YOUR ASSIGNMENT —
Although the data below holds other lines too, output only those from the line with "filename src/services/chain_plot.rs" up to and including the line with "#[derive(Error, Debug)]", exactly as they appear.

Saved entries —
[Start of Attachment]
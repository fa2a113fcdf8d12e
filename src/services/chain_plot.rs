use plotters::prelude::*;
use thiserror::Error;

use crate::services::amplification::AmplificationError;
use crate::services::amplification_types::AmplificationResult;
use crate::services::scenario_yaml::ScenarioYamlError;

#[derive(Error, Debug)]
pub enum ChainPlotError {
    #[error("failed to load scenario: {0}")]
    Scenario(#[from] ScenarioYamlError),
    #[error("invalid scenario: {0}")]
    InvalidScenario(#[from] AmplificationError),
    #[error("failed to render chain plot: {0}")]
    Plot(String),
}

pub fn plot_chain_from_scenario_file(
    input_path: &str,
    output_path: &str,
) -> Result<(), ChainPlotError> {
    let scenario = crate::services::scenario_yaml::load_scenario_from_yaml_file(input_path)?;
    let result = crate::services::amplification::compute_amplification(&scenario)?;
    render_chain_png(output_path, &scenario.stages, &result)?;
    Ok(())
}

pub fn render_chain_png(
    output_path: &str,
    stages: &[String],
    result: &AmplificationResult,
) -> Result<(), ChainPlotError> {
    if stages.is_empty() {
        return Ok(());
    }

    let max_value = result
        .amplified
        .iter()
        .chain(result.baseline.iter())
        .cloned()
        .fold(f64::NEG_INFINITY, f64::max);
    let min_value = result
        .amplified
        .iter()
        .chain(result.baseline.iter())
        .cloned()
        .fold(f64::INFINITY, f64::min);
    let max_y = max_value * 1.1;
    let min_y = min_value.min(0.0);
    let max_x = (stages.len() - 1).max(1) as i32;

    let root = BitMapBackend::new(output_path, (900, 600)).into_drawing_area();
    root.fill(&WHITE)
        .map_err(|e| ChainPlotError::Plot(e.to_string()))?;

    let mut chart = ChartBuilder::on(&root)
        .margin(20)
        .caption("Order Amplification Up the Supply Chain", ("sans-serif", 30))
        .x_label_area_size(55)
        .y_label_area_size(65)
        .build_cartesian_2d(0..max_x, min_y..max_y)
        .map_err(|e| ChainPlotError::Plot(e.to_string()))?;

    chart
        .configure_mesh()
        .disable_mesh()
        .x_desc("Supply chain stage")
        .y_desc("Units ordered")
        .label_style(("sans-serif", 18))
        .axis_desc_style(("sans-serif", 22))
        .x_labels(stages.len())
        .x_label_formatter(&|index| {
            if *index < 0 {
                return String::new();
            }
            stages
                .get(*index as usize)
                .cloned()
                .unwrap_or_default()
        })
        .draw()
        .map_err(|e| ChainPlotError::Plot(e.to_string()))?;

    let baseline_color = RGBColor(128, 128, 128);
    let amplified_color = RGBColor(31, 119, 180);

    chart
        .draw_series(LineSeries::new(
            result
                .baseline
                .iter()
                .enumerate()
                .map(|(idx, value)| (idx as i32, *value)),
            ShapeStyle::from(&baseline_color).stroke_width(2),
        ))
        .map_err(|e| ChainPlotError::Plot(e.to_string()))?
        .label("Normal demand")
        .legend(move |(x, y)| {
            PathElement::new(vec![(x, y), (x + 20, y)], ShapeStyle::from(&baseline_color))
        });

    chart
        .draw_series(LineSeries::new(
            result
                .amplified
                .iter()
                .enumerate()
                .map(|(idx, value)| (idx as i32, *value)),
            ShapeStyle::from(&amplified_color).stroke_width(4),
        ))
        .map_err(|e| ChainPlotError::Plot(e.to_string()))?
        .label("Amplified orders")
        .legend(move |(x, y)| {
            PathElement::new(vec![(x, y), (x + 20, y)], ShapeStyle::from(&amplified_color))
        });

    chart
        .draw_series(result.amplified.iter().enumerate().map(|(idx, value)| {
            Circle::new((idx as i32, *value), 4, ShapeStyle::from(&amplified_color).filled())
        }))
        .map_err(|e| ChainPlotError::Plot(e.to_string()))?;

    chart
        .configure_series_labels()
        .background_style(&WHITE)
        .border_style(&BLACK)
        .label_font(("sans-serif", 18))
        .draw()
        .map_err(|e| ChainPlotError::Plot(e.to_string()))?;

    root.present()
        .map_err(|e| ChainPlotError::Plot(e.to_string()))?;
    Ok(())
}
[End of Attachment]
WRITTEN SOLUTION —
filename src/services/chain_plot.rs
use plotters::prelude::*;
use thiserror::Error;

use crate::services::amplification::AmplificationError;
use crate::services::amplification_types::AmplificationResult;
use crate::services::scenario_yaml::ScenarioYamlError;

#[derive(Error, Debug)]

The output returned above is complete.